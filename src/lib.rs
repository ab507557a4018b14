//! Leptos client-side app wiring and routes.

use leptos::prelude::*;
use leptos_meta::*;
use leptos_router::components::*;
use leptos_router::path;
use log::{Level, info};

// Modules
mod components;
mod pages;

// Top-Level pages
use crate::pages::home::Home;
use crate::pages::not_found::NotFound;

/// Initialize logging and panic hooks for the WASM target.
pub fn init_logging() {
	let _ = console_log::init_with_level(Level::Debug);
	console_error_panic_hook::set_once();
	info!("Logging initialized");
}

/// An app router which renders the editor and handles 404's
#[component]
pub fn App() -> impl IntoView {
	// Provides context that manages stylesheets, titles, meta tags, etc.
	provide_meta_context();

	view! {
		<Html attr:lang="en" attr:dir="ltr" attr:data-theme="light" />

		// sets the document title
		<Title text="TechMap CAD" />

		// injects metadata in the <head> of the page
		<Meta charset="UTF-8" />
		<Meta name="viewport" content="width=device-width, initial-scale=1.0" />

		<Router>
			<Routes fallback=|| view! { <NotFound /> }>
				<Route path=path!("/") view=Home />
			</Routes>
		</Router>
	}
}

┄┄┄┄┄┄┄┄┄┄

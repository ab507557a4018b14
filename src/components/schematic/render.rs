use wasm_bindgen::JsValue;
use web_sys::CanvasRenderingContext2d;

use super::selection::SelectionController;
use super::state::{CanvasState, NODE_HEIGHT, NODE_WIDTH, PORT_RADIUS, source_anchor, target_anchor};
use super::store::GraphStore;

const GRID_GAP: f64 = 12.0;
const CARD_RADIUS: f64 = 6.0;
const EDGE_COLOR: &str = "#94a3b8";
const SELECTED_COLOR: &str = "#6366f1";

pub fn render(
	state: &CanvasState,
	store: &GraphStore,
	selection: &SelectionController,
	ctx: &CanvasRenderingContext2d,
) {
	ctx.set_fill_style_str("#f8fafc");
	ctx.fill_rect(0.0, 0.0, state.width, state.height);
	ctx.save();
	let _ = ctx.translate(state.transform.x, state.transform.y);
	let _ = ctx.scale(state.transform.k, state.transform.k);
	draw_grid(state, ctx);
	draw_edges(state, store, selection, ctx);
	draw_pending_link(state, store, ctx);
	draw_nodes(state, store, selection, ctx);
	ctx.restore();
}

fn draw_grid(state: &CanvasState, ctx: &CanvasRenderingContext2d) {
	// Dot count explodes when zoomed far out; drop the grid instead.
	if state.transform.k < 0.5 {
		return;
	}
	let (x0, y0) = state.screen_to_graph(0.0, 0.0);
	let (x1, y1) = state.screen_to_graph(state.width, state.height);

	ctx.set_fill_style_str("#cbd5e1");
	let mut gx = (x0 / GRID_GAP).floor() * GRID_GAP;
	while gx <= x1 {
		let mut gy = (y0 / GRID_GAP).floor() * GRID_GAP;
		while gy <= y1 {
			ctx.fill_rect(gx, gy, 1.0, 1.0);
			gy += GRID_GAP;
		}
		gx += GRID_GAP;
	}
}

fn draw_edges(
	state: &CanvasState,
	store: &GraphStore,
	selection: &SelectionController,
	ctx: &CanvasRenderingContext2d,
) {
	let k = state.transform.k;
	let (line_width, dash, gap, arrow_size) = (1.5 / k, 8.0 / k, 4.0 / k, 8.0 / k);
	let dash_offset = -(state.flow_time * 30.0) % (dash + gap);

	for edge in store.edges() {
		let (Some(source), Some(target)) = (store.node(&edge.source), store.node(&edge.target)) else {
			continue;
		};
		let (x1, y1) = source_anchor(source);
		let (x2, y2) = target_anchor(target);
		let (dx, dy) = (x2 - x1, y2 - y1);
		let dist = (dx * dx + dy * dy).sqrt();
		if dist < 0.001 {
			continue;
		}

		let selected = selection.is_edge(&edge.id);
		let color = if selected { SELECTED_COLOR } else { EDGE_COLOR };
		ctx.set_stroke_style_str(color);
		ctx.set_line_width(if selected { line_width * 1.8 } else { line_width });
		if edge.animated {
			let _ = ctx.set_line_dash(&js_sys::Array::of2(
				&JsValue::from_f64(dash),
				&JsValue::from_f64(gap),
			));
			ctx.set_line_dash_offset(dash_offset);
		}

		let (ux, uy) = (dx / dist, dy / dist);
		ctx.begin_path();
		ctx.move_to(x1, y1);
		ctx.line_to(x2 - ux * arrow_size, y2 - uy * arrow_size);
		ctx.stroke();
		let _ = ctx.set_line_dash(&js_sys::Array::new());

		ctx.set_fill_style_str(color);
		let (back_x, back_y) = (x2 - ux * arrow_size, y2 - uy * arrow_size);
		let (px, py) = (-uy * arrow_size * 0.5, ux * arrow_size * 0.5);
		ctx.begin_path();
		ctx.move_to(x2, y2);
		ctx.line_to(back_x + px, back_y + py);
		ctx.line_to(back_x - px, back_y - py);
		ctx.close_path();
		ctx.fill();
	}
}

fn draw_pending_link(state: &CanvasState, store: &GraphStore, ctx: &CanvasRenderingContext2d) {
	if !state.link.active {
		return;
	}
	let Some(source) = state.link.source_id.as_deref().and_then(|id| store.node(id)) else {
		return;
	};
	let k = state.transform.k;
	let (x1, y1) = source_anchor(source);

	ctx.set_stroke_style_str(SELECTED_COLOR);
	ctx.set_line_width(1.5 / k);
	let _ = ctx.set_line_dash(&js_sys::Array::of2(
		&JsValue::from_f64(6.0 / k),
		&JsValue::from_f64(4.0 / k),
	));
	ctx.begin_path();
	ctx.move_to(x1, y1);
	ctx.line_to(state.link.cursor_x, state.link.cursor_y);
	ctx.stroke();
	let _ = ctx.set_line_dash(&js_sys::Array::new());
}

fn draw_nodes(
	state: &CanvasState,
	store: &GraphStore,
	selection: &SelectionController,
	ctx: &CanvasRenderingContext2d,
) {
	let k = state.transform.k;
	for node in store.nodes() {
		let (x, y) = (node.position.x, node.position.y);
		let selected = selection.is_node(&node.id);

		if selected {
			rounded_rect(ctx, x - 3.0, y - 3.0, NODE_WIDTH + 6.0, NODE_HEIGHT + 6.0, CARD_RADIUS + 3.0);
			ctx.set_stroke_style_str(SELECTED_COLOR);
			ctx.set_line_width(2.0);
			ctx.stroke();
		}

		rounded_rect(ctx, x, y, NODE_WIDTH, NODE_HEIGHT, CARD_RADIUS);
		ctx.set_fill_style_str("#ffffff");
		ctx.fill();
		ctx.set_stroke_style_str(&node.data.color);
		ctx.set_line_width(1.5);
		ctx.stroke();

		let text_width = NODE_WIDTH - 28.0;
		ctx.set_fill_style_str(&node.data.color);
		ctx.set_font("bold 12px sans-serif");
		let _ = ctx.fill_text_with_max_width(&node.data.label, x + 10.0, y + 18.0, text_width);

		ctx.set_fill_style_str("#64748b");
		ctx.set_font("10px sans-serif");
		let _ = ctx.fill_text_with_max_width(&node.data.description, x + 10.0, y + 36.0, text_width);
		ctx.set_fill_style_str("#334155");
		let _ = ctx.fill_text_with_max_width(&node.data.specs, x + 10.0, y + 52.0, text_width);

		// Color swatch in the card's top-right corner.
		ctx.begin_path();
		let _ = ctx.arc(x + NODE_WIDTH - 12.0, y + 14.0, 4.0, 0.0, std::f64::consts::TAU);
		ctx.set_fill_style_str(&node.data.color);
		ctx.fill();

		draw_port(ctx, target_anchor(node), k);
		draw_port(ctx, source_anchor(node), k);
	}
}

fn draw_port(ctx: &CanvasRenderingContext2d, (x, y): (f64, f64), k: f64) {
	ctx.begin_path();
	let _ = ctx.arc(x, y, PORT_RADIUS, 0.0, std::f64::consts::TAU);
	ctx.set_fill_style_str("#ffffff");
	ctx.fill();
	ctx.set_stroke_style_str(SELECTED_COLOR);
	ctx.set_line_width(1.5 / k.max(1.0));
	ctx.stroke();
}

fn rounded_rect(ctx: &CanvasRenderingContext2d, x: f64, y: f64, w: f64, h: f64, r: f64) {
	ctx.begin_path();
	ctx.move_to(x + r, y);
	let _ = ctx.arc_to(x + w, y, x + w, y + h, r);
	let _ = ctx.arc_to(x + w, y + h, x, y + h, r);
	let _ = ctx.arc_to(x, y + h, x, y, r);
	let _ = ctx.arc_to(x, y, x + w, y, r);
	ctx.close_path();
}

┄┄┄┄┄┄┄┄┄┄

## EXERCISE GOAL:
Among the lines of the data above, some may hold the word "scale"; report how many, as a single number.

## TASK ANSWER:
2